In the two-plus weeks since the story broke about the missing puppies in Altus, no one has covered himself in less glory – or drawn the ire of more Altusians – than Franklin County Sheriff Johnny Crocker.
From arresting would-be puppy rescuers for trespassing to proclaiming that he was “never gonna give you the location of these puppies,” Crocker turned what should have been a simple issue of rescuing neglected dogs into a full-blown controversy, with himself in the middle.
Collecting the facts around this case has been a challenge, partly because of Crocker’s non-compliance with the Arkansas Freedom of Information Act.
On Feb. 9, Crocker told radio journalist Mark Deitz at KDYN that Crocker has “received probably 300 death threats” and that his wife, deputies, jailers and dispatchers have also been threatened. That seemed like a lot of threats over a story about dogs missing in a county of barely 17,000 people, even if – as Franklin County Deputy Sheriff Jonathon Little claimed – “most of the people complaining aren’t even from here.”
So, on Feb. 14, I sent a FOIA request to Crocker:
Despite the requirements of the FOIA that records be produced more or less immediately and definitely no later than three business days after the request is made, a week passed without any response from Crocker. Yesterday, I reached out to him again, asking for the records to be provided before the end of the day.
Two hours later, Crocker responded:
That’s response does not meet Crocker’s requirements under Arkansas’s Freedom of Information Act. The law compels his office to produce any communications that fit the request, regardless of how they were received.
So I responded, explaining what the law requires.
Within half an hour, Crocker responded with some new reasoning. He now said the threats were being investigated and that records could not be produced until the investigation ended.
This latest response leaves us at a standstill, which is not an uncommon spot for journalists and government entities locked in disagreements over what information should be publicly available.

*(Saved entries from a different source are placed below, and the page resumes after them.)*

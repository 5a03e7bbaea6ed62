//! Input handling module

pub mod file_reader;
pub mod glob_resolver;
pub mod transcript;

pub use file_reader::FileReader;
pub use glob_resolver::resolve_patterns;
pub use transcript::{extract_turns, filter_speakers, SpeakerTurn};
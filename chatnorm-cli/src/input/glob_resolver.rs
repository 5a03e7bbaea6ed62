//! File pattern resolution using glob

use crate::error::CliError;
use anyhow::{Context, Result};
use glob::glob;
use std::path::PathBuf;

/// Resolve file patterns to actual file paths
///
/// Directories are skipped. The result is sorted and free of duplicates, so
/// overlapping patterns process each transcript once.
pub fn resolve_patterns(patterns: &[String]) -> Result<Vec<PathBuf>> {
    let mut files = Vec::new();

    for pattern in patterns {
        let paths =
            glob(pattern).map_err(|e| CliError::InvalidPattern(format!("{pattern}: {e}")))?;

        for path_result in paths {
            let path =
                path_result.with_context(|| format!("Error resolving pattern: {}", pattern))?;

            if path.is_file() {
                files.push(path);
            }
        }
    }

    if files.is_empty() {
        anyhow::bail!("No files found matching the provided patterns");
    }

    // Remove duplicates and sort
    files.sort();
    files.dedup();

    log::info!("Resolved {} input file(s)", files.len());
    Ok(files)
}
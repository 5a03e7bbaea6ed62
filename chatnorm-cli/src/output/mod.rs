//! Output formatting module

use crate::commands::process::OutputFormat;
use anyhow::Result;
use serde::{Deserialize, Serialize};
use std::io::Write;

pub mod json;
pub mod markdown;
pub mod text;

pub use json::JsonFormatter;
pub use markdown::MarkdownFormatter;
pub use text::TextFormatter;

/// One normalized speaker tier
#[derive(Debug, Clone, PartialEq, Eq, Serialize, Deserialize)]
pub struct TurnRecord {
    /// Transcript the tier came from
    pub file: String,
    /// 1-based line number of the tier
    pub line: usize,
    /// Speaker code
    pub speaker: String,
    /// Utterance as found in the transcript
    pub original: String,
    /// Utterance after normalization
    pub normalized: String,
}

/// Trait for output formatters
pub trait OutputFormatter: Send + Sync {
    /// Format and output a single normalized tier
    fn format_turn(&mut self, record: &TurnRecord) -> Result<()>;

    /// Finalize output (e.g., close JSON array)
    fn finish(&mut self) -> Result<()>;
}

/// Create the formatter for `format` writing to `writer`
pub fn create_formatter<W: Write + Send + Sync + 'static>(
    format: OutputFormat,
    writer: W,
    pretty_json: bool,
) -> Box<dyn OutputFormatter> {
    match format {
        OutputFormat::Text => Box::new(TextFormatter::new(writer)),
        OutputFormat::Json => Box::new(JsonFormatter::new(writer, pretty_json)),
        OutputFormat::Markdown => Box::new(MarkdownFormatter::new(writer)),
    }
}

For now, we are left with some unanswered questions.
First, if there was an ongoing investigation into the threats at the time of my request, why didn’t Crocker say so right off the bat?
Second, Deputy Little, who works directly under Crocker, already stated that 99.9% of the threats came from outside of Franklin County. If the sheriff’s office knows this then they must have identified who the threats are from. And if that’s the case, Crocker and the Franklin County Sheriff’s Department must have had at least some information about the threats received.
Third, it’s unlikely that the ongoing-investigation exemption of the Arkansas FOIA works here. Arkansas courts have routinely limited the ongoing-investigation exemption to internal documents that are “sufficiently investigative in nature to qualify for the exemption,” which amounts to “internal ‘work product’ materials containing details of an investigation.”
As the Arkansas Supreme Court wrote in Hengel v. City of Pine Bluff, the exemption excludes “only such matters as officers’ speculations of a suspect’s guilt, officers’ views as to the credibility of witnesses, statements by informants, ballistics reports, fingerprint comparisons, or blood and other laboratory tests.”
An unsolicited threat from a third party – even if it triggers an investigation – is not itself “sufficiently investigative” to trigger the exemption.